(Stored data entries)
☆ ☆ ☆ ☆
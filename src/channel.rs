//! One physical connection, shared by every manager attached to the same identity.
//!
//! The socket lives on its own task. Managers talk to it through an unbounded command channel
//! and observe it through a `watch` of its [`ChannelState`] plus a `broadcast` of
//! [`ChannelEvent`]s, so a late subscriber can always reconstruct what it missed.

use std::sync::atomic::{AtomicUsize, Ordering};
use std::sync::{Arc, OnceLock};
use std::time::Duration;

use futures::{SinkExt as _, StreamExt as _};
use parking_lot::Mutex;
use tokio::sync::{broadcast, mpsc, oneshot, watch};
use tokio::time::timeout;

use crate::error::Error;
use crate::frame::{CloseReason, Frame, Payload};
use crate::registry::Identity;
use crate::transport::{ConnectRequest, Socket, Transport};

/// Broadcast channel capacity for channel events.
const BROADCAST_CAPACITY: usize = 1024;

/// How long a closing channel waits for its close frame to be written.
const CLOSE_TIMEOUT: Duration = Duration::from_secs(1);

/// Readiness of the underlying socket.
#[non_exhaustive]
#[derive(Debug, Clone, Copy, PartialEq, Eq)]
pub enum ChannelState {
    Connecting,
    Open,
    Closing,
    Closed,
}

impl ChannelState {
    /// `Closing` or `Closed`: the channel will never carry traffic again.
    #[must_use]
    pub const fn is_terminal(self) -> bool {
        matches!(self, Self::Closing | Self::Closed)
    }
}

#[derive(Debug, Clone)]
pub(crate) enum ChannelEvent {
    Opened,
    /// Inbound data or control frame (never `Close`)
    Frame(Frame),
    Errored(Arc<Error>),
    Closed(CloseReason),
}

#[derive(Debug)]
pub struct Channel {
    id: u64,
    identity: Identity,
    outbound: mpsc::UnboundedSender<Frame>,
    closer: Mutex<Option<oneshot::Sender<CloseReason>>>,
    events: broadcast::Sender<ChannelEvent>,
    state: watch::Receiver<ChannelState>,
    close_reason: Arc<OnceLock<CloseReason>>,
    /// Managers currently attached, mutated only under the registry entry lock
    attached: AtomicUsize,
}

impl Channel {
    /// Start connecting on a new task and return the handle right away.
    pub(crate) fn spawn(
        id: u64,
        identity: Identity,
        transport: Arc<dyn Transport>,
        request: ConnectRequest,
    ) -> Arc<Self> {
        let (outbound_tx, outbound_rx) = mpsc::unbounded_channel();
        let (close_tx, close_rx) = oneshot::channel();
        let (events_tx, _) = broadcast::channel(BROADCAST_CAPACITY);
        let (state_tx, state_rx) = watch::channel(ChannelState::Connecting);
        let close_reason = Arc::new(OnceLock::new());

        let task = ChannelTask {
            id,
            transport,
            request,
            outbound: outbound_rx,
            closer: close_rx,
            events: events_tx.clone(),
            state: state_tx,
            close_reason: Arc::clone(&close_reason),
        };
        tokio::spawn(task.run());

        Arc::new(Self {
            id,
            identity,
            outbound: outbound_tx,
            closer: Mutex::new(Some(close_tx)),
            events: events_tx,
            state: state_rx,
            close_reason,
            attached: AtomicUsize::new(0),
        })
    }

    #[must_use]
    pub fn id(&self) -> u64 {
        self.id
    }

    #[must_use]
    pub fn identity(&self) -> &Identity {
        &self.identity
    }

    #[must_use]
    pub fn state(&self) -> ChannelState {
        *self.state.borrow()
    }

    #[must_use]
    pub fn is_terminal(&self) -> bool {
        self.state().is_terminal()
    }

    /// Why the channel closed, once it has.
    #[must_use]
    pub fn close_reason(&self) -> Option<CloseReason> {
        self.close_reason.get().cloned()
    }

    /// Number of managers currently sharing this channel.
    #[must_use]
    pub fn attached(&self) -> usize {
        self.attached.load(Ordering::Acquire)
    }

    /// Subscribe before reading [`Channel::state`] so no transition falls between the two.
    pub(crate) fn subscribe(&self) -> broadcast::Receiver<ChannelEvent> {
        self.events.subscribe()
    }

    #[must_use]
    pub(crate) fn is_writable(&self) -> bool {
        self.state() == ChannelState::Open && !self.outbound.is_closed()
    }

    /// Hand a payload to the socket task, or give it back when the channel is not open.
    pub(crate) fn try_send(&self, payload: Payload) -> Result<(), Payload> {
        if !self.is_writable() {
            return Err(payload);
        }
        // Accepted frames are in flight: if the socket dies before writing them they are lost.
        _ = self.outbound.send(payload.into());
        Ok(())
    }

    /// Send a heartbeat probe. Returns `false` when the channel is not open.
    pub(crate) fn send_probe(&self, frame: Frame) -> bool {
        self.is_writable() && self.outbound.send(frame).is_ok()
    }

    /// Close the socket with `reason`. Only the first call has an effect.
    pub(crate) fn close(&self, reason: CloseReason) {
        if let Some(closer) = self.closer.lock().take() {
            _ = closer.send(reason);
        }
    }

    pub(crate) fn attach(&self) -> usize {
        self.attached.fetch_add(1, Ordering::AcqRel).saturating_add(1)
    }

    /// Returns how many managers remain attached.
    pub(crate) fn detach(&self) -> usize {
        self.attached
            .fetch_update(Ordering::AcqRel, Ordering::Acquire, |n| n.checked_sub(1))
            .map_or(0, |previous| previous.saturating_sub(1))
    }
}

struct ChannelTask {
    #[cfg_attr(
        not(feature = "tracing"),
        expect(dead_code, reason = "Only read by log statements")
    )]
    id: u64,
    transport: Arc<dyn Transport>,
    request: ConnectRequest,
    outbound: mpsc::UnboundedReceiver<Frame>,
    closer: oneshot::Receiver<CloseReason>,
    events: broadcast::Sender<ChannelEvent>,
    state: watch::Sender<ChannelState>,
    close_reason: Arc<OnceLock<CloseReason>>,
}

impl ChannelTask {
    async fn run(mut self) {
        #[cfg(feature = "tracing")]
        tracing::debug!(channel = self.id, url = %self.request.url, "Connecting");

        let transport = Arc::clone(&self.transport);
        let connected = tokio::select! {
            result = transport.connect(&self.request) => result,
            reason = &mut self.closer => {
                // Closed before the handshake finished
                self.finish(reason.unwrap_or_else(|_dropped| CloseReason::normal()));
                return;
            }
        };

        let socket = match connected {
            Ok(socket) => socket,
            Err(e) => {
                #[cfg(feature = "tracing")]
                tracing::warn!(channel = self.id, error = %e, "Unable to connect");
                _ = self.events.send(ChannelEvent::Errored(Arc::new(e)));
                self.finish(CloseReason::abnormal("connection failed"));
                return;
            }
        };

        #[cfg(feature = "tracing")]
        tracing::info!(channel = self.id, "Channel open");
        self.state.send_replace(ChannelState::Open);
        _ = self.events.send(ChannelEvent::Opened);

        let reason = self.pump(socket).await;
        self.finish(reason);
    }

    /// Move frames both ways until either side closes.
    async fn pump(&mut self, socket: Socket) -> CloseReason {
        let Socket {
            mut sink,
            mut stream,
        } = socket;

        loop {
            tokio::select! {
                biased;

                reason = &mut self.closer => {
                    let reason = reason.unwrap_or_else(|_dropped| CloseReason::normal());
                    self.state.send_replace(ChannelState::Closing);

                    let wire = reason.is_sendable().then(|| reason.clone());
                    if timeout(CLOSE_TIMEOUT, sink.send(Frame::Close(wire))).await.is_err() {
                        #[cfg(feature = "tracing")]
                        tracing::debug!(channel = self.id, "Close frame not written in time");
                    }
                    return reason;
                }

                frame = self.outbound.recv() => {
                    let Some(frame) = frame else {
                        // Every handle is gone
                        _ = timeout(CLOSE_TIMEOUT, sink.send(Frame::Close(Some(CloseReason::normal())))).await;
                        return CloseReason::normal();
                    };

                    if let Err(e) = sink.send(frame).await {
                        #[cfg(feature = "tracing")]
                        tracing::warn!(channel = self.id, error = %e, "Send failed");
                        _ = self.events.send(ChannelEvent::Errored(Arc::new(e)));
                        return CloseReason::abnormal("send failed");
                    }
                }

                inbound = stream.next() => match inbound {
                    Some(Ok(Frame::Close(reason))) => {
                        #[cfg(feature = "tracing")]
                        tracing::debug!(channel = self.id, ?reason, "Peer closed the channel");
                        return reason.unwrap_or_else(|| CloseReason::new(1005, ""));
                    }
                    Some(Ok(frame)) => {
                        #[cfg(feature = "tracing")]
                        tracing::trace!(channel = self.id, ?frame, "Received frame");
                        _ = self.events.send(ChannelEvent::Frame(frame));
                    }
                    Some(Err(e)) => {
                        #[cfg(feature = "tracing")]
                        tracing::warn!(channel = self.id, error = %e, "Transport error");
                        _ = self.events.send(ChannelEvent::Errored(Arc::new(e)));
                        return CloseReason::abnormal("transport error");
                    }
                    None => return CloseReason::abnormal("connection dropped"),
                }
            }
        }
    }

    /// The reason is stored before the state flips so late subscribers can read it back.
    fn finish(&self, reason: CloseReason) {
        #[cfg(feature = "tracing")]
        tracing::info!(channel = self.id, %reason, "Channel closed");

        _ = self.close_reason.set(reason.clone());
        self.state.send_replace(ChannelState::Closed);
        _ = self.events.send(ChannelEvent::Closed(reason));
    }
}
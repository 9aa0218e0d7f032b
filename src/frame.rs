//! Message-level types exchanged with a [`crate::transport::Transport`].

use std::fmt;

/// Normal closure.
pub const NORMAL_CLOSURE: u16 = 1000;
/// Local-only code for a connection that dropped without a close frame.
pub const ABNORMAL_CLOSURE: u16 = 1006;

/// An application payload submitted through [`crate::ConnectionManager::send`].
#[non_exhaustive]
#[derive(Debug, Clone, PartialEq, Eq)]
pub enum Payload {
    Text(String),
    Binary(Vec<u8>),
}

impl Payload {
    #[must_use]
    pub fn as_bytes(&self) -> &[u8] {
        match self {
            Self::Text(text) => text.as_bytes(),
            Self::Binary(bytes) => bytes,
        }
    }

    #[must_use]
    pub fn len(&self) -> usize {
        self.as_bytes().len()
    }

    #[must_use]
    pub fn is_empty(&self) -> bool {
        self.as_bytes().is_empty()
    }
}

impl From<String> for Payload {
    fn from(text: String) -> Self {
        Self::Text(text)
    }
}

impl From<&str> for Payload {
    fn from(text: &str) -> Self {
        Self::Text(text.to_owned())
    }
}

impl From<Vec<u8>> for Payload {
    fn from(bytes: Vec<u8>) -> Self {
        Self::Binary(bytes)
    }
}

impl From<&[u8]> for Payload {
    fn from(bytes: &[u8]) -> Self {
        Self::Binary(bytes.to_vec())
    }
}

/// A single message on an already-framed channel.
///
/// `Ping`/`Pong` are control frames and never reach the application; the default heartbeat
/// uses them as its out-of-band probe and acknowledgment.
#[non_exhaustive]
#[derive(Debug, Clone, PartialEq, Eq)]
pub enum Frame {
    Text(String),
    Binary(Vec<u8>),
    Ping(Vec<u8>),
    Pong(Vec<u8>),
    Close(Option<CloseReason>),
}

impl From<Payload> for Frame {
    fn from(payload: Payload) -> Self {
        match payload {
            Payload::Text(text) => Self::Text(text),
            Payload::Binary(bytes) => Self::Binary(bytes),
        }
    }
}

/// Close code and reason reported when a channel closes.
#[non_exhaustive]
#[derive(Debug, Clone, PartialEq, Eq)]
pub struct CloseReason {
    pub code: u16,
    pub reason: String,
}

impl CloseReason {
    #[must_use]
    pub fn new<S: Into<String>>(code: u16, reason: S) -> Self {
        Self {
            code,
            reason: reason.into(),
        }
    }

    #[must_use]
    pub fn normal() -> Self {
        Self::new(NORMAL_CLOSURE, "")
    }

    #[must_use]
    pub fn abnormal<S: Into<String>>(reason: S) -> Self {
        Self::new(ABNORMAL_CLOSURE, reason)
    }

    #[must_use]
    pub fn heartbeat_timeout() -> Self {
        Self::abnormal("heartbeat timeout")
    }

    /// `1000`, the only code that is not reported through `on_error`.
    #[must_use]
    pub const fn is_normal(&self) -> bool {
        self.code == NORMAL_CLOSURE
    }

    /// Codes 1005, 1006 and 1015 are reserved for local reporting and may not appear in a close
    /// frame on the wire.
    #[must_use]
    pub const fn is_sendable(&self) -> bool {
        !matches!(self.code, 1005 | 1006 | 1015)
    }

    /// Human readable meaning of the standard close codes.
    #[must_use]
    pub const fn description(&self) -> &'static str {
        match self.code {
            1000 => "normal closure",
            1001 => "endpoint going away",
            1002 => "protocol error",
            1003 => "unsupported data type",
            1005 => "no status received",
            1006 => "connection dropped without a close frame",
            1007 => "invalid UTF-8 payload",
            1008 => "policy violation",
            1009 => "message too big",
            1010 => "server did not negotiate a required extension",
            1011 => "internal server error",
            1012 => "service restart",
            1013 => "try again later (server overloaded)",
            1014 => "bad gateway",
            1015 => "TLS handshake failure",
            3000..=3999 => "registered application code",
            4000..=4999 => "private application code",
            _ => "unknown close code",
        }
    }
}

impl fmt::Display for CloseReason {
    fn fmt(&self, f: &mut fmt::Formatter<'_>) -> fmt::Result {
        if self.reason.is_empty() {
            write!(f, "{} ({})", self.code, self.description())
        } else {
            write!(f, "{} ({}): {}", self.code, self.description(), self.reason)
        }
    }
}

/// Page/app visibility as reported by the embedding environment.
#[non_exhaustive]
#[derive(Debug, Clone, Copy, PartialEq, Eq)]
pub enum Visibility {
    Visible,
    Hidden,
}

#[cfg(test)]
mod tests {
    use super::*;

    #[test]
    fn normal_closure_is_not_an_error() {
        assert!(CloseReason::normal().is_normal());
        assert!(!CloseReason::new(1011, "boom").is_normal());
    }

    #[test]
    fn reserved_codes_are_not_sendable() {
        assert!(!CloseReason::heartbeat_timeout().is_sendable());
        assert!(!CloseReason::new(1005, "").is_sendable());
        assert!(CloseReason::new(1001, "bye").is_sendable());
    }

    #[test]
    fn display_includes_description_and_reason() {
        let reason = CloseReason::new(1012, "deploy");

        assert_eq!(reason.to_string(), "1012 (service restart): deploy");
        assert_eq!(
            CloseReason::normal().to_string(),
            "1000 (normal closure)"
        );
        assert_eq!(
            CloseReason::new(4001, "").description(),
            "private application code"
        );
    }

    #[test]
    fn payload_into_frame_keeps_framing() {
        assert_eq!(Frame::from(Payload::from("a")), Frame::Text("a".to_owned()));
        assert_eq!(
            Frame::from(Payload::from(vec![1_u8, 2])),
            Frame::Binary(vec![1, 2])
        );
        assert_eq!(Payload::from("abc").len(), 3);
    }
}
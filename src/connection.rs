#![expect(
    clippy::module_name_repetitions,
    reason = "Connection types expose their domain in the name for clarity"
)]

use std::marker::PhantomData;
use std::sync::Arc;
use std::sync::atomic::{AtomicUsize, Ordering};

use parking_lot::ReentrantMutex;
use serde::Serialize;
use tokio::sync::broadcast::error::RecvError;
use tokio::sync::{broadcast, mpsc, oneshot, watch};
use tokio::time::{Instant, sleep_until};
use tokio_util::sync::CancellationToken;
use url::Url;

use crate::Result;
use crate::channel::{Channel, ChannelEvent, ChannelState};
use crate::config::{Config, HeartbeatProbe};
use crate::error::{Error, WsError};
use crate::frame::{CloseReason, Frame, Payload, Visibility};
use crate::heartbeat::{Watchdog, WatchdogAction};
use crate::queue::{Enqueued, OutboundQueue};
use crate::reconnect::{OpenWaiters, ReadyCallback, ReconnectScheduler};
use crate::registry::{Acquire, Registry};
use crate::traits::{EventHandler, MessageParser};

/// Lifecycle state of a [`ConnectionManager`].
#[non_exhaustive]
#[derive(Debug, Clone, Copy, PartialEq, Eq)]
pub enum ConnectionState {
    /// Not connected and nothing scheduled
    Idle,
    /// Attempting to connect
    Connecting,
    /// Successfully connected
    Connected {
        /// When the connection was established
        since: std::time::Instant,
    },
    /// Waiting for the next reconnection attempt
    Reconnecting {
        /// Current reconnection attempt number
        attempt: u32,
    },
    /// Closed by [`ConnectionManager::close`]; terminal
    Closed,
}

impl ConnectionState {
    /// Check if the connection is currently active.
    #[must_use]
    pub const fn is_connected(self) -> bool {
        matches!(self, Self::Connected { .. })
    }

    #[must_use]
    pub const fn is_closed(self) -> bool {
        matches!(self, Self::Closed)
    }
}

/// Work submitted by a handle to its driver task.
enum Command {
    Connect(Option<ReadyCallback>),
    Send(Payload),
    Visibility(Visibility),
}

/// State shared between every handle and the driver task.
///
/// Every callback and every state change runs under `gate`. [`Shared::close`] takes the same
/// lock, so once it returns no callback is running and none will start. The lock is reentrant
/// so a callback can close its own manager.
struct Shared {
    gate: ReentrantMutex<()>,
    shutdown: CancellationToken,
    state: watch::Sender<ConnectionState>,
    queued: AtomicUsize,
    binary_mode: bool,
}

impl Shared {
    fn is_closed(&self) -> bool {
        self.shutdown.is_cancelled()
    }

    fn close(&self) {
        let _gate = self.gate.lock();
        if self.shutdown.is_cancelled() {
            return;
        }
        self.shutdown.cancel();
        self.state.send_replace(ConnectionState::Closed);
    }

    fn publish(&self, state: ConnectionState) {
        let _gate = self.gate.lock();
        if !self.is_closed() {
            self.state.send_replace(state);
        }
    }

    fn dispatch<F: FnOnce()>(&self, callback: F) {
        let _gate = self.gate.lock();
        if !self.is_closed() {
            callback();
        }
    }
}

/// Closes the manager when the last handle is dropped.
struct CloseOnDrop(Arc<Shared>);

impl Drop for CloseOnDrop {
    fn drop(&mut self) {
        self.0.close();
    }
}

/// Keeps one logical connection alive across drops, sleeps and credential changes.
///
/// The manager owns a driver task that attaches to a shared [`Channel`] from the [`Registry`],
/// runs the heartbeat watchdog, schedules reconnects with backoff and buffers payloads sent
/// while disconnected. All callbacks of the [`EventHandler`] run on that task.
///
/// Handles are cheap to clone. Dropping the last one is equivalent to
/// [`ConnectionManager::close`].
///
/// # Type Parameters
///
/// - `M`: Message type produced by the [`MessageParser`] and consumed by the [`EventHandler`]
pub struct ConnectionManager<M> {
    shared: Arc<Shared>,
    commands: mpsc::UnboundedSender<Command>,
    state_rx: watch::Receiver<ConnectionState>,
    guard: Arc<CloseOnDrop>,
    _message: PhantomData<fn() -> M>,
}

impl<M: Send + 'static> ConnectionManager<M> {
    /// Validate `config` and start the driver task.
    ///
    /// Must be called from within a Tokio runtime. Unless `connect_on_create` is disabled a
    /// connection attempt starts right away.
    pub fn new<P, H>(config: Config, parser: P, handler: H, registry: Arc<Registry>) -> Result<Self>
    where
        P: MessageParser<M>,
        H: EventHandler<M>,
    {
        let url = config.validate()?;

        let (commands_tx, commands_rx) = mpsc::unbounded_channel();
        let (state_tx, state_rx) = watch::channel(ConnectionState::Idle);

        let shared = Arc::new(Shared {
            gate: ReentrantMutex::new(()),
            shutdown: CancellationToken::new(),
            state: state_tx,
            queued: AtomicUsize::new(0),
            binary_mode: config.binary_mode,
        });

        let connect_on_create = config.connect_on_create;
        let driver = Driver {
            url,
            probe: config.heartbeat.probe.clone(),
            watchdog: Watchdog::new(&config.heartbeat),
            scheduler: ReconnectScheduler::new(&config.reconnect),
            queue: OutboundQueue::new(config.queue),
            config,
            registry,
            parser,
            handler,
            shared: Arc::clone(&shared),
            commands: commands_rx,
            state: ConnectionState::Idle,
            attachment: None,
            waiters: OpenWaiters::default(),
            credential_retry: None,
            _message: PhantomData,
        };
        tokio::spawn(driver.run());

        let manager = Self {
            guard: Arc::new(CloseOnDrop(Arc::clone(&shared))),
            shared,
            commands: commands_tx,
            state_rx,
            _message: PhantomData,
        };

        if connect_on_create {
            manager.connect(None)?;
        }

        Ok(manager)
    }

    /// Start connecting if idle.
    ///
    /// `on_ready` runs once the connection is open, right away if it already is. While a
    /// connection or a scheduled reconnect is pending this only registers `on_ready`.
    pub fn connect(&self, on_ready: Option<ReadyCallback>) -> Result<()> {
        self.submit(Command::Connect(on_ready))
    }

    /// Connect if needed and wait until the connection is open.
    ///
    /// Fails with [`WsError::ConnectionClosed`] if the manager is closed before that.
    pub async fn ready(&self) -> Result<()> {
        let (tx, rx) = oneshot::channel();
        self.connect(Some(Box::new(move || {
            _ = tx.send(());
        })))?;

        rx.await.map_err(|_e| WsError::ConnectionClosed.into())
    }

    /// Send a payload now, or queue it until the next open.
    pub fn send<T: Into<Payload>>(&self, payload: T) -> Result<()> {
        self.submit(Command::Send(payload.into()))
    }

    /// Serialize `message` as JSON and [`ConnectionManager::send`] it, as a binary frame in
    /// binary mode.
    pub fn send_json<T: Serialize>(&self, message: &T) -> Result<()> {
        let payload = if self.shared.binary_mode {
            Payload::Binary(serde_json::to_vec(message)?)
        } else {
            Payload::Text(serde_json::to_string(message)?)
        };

        self.send(payload)
    }

    /// Tell the manager whether the embedding app is visible.
    ///
    /// Becoming visible reconnects right away instead of waiting for the backoff.
    pub fn notify_visibility(&self, visibility: Visibility) -> Result<()> {
        self.submit(Command::Visibility(visibility))
    }

    /// Stop for good: no callback runs once this returns, and later calls to `send` and
    /// `connect` fail with [`WsError::ConnectionClosed`]. Safe to call from a callback.
    pub fn close(&self) {
        self.shared.close();
    }

    #[must_use]
    pub fn state(&self) -> ConnectionState {
        *self.state_rx.borrow()
    }

    /// Subscribe to state changes.
    #[must_use]
    pub fn state_receiver(&self) -> watch::Receiver<ConnectionState> {
        self.state_rx.clone()
    }

    #[must_use]
    pub fn is_closed(&self) -> bool {
        self.shared.is_closed()
    }

    /// Payloads waiting for the next open.
    #[must_use]
    pub fn queued(&self) -> usize {
        self.shared.queued.load(Ordering::Acquire)
    }

    fn submit(&self, command: Command) -> Result<()> {
        if self.shared.is_closed() {
            return Err(WsError::ConnectionClosed.into());
        }

        self.commands
            .send(command)
            .map_err(|_e| WsError::ConnectionClosed.into())
    }
}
☆ ☆ ☆ ☆
INSTRUCTIONS TO FOLLOW —
Copy all lines from the entries that contain the word "same".

EXERCISE OUTPUT —
//! One physical connection, shared by every manager attached to the same identity.
/// Every callback and every state change runs under `gate`. [`Shared::close`] takes the same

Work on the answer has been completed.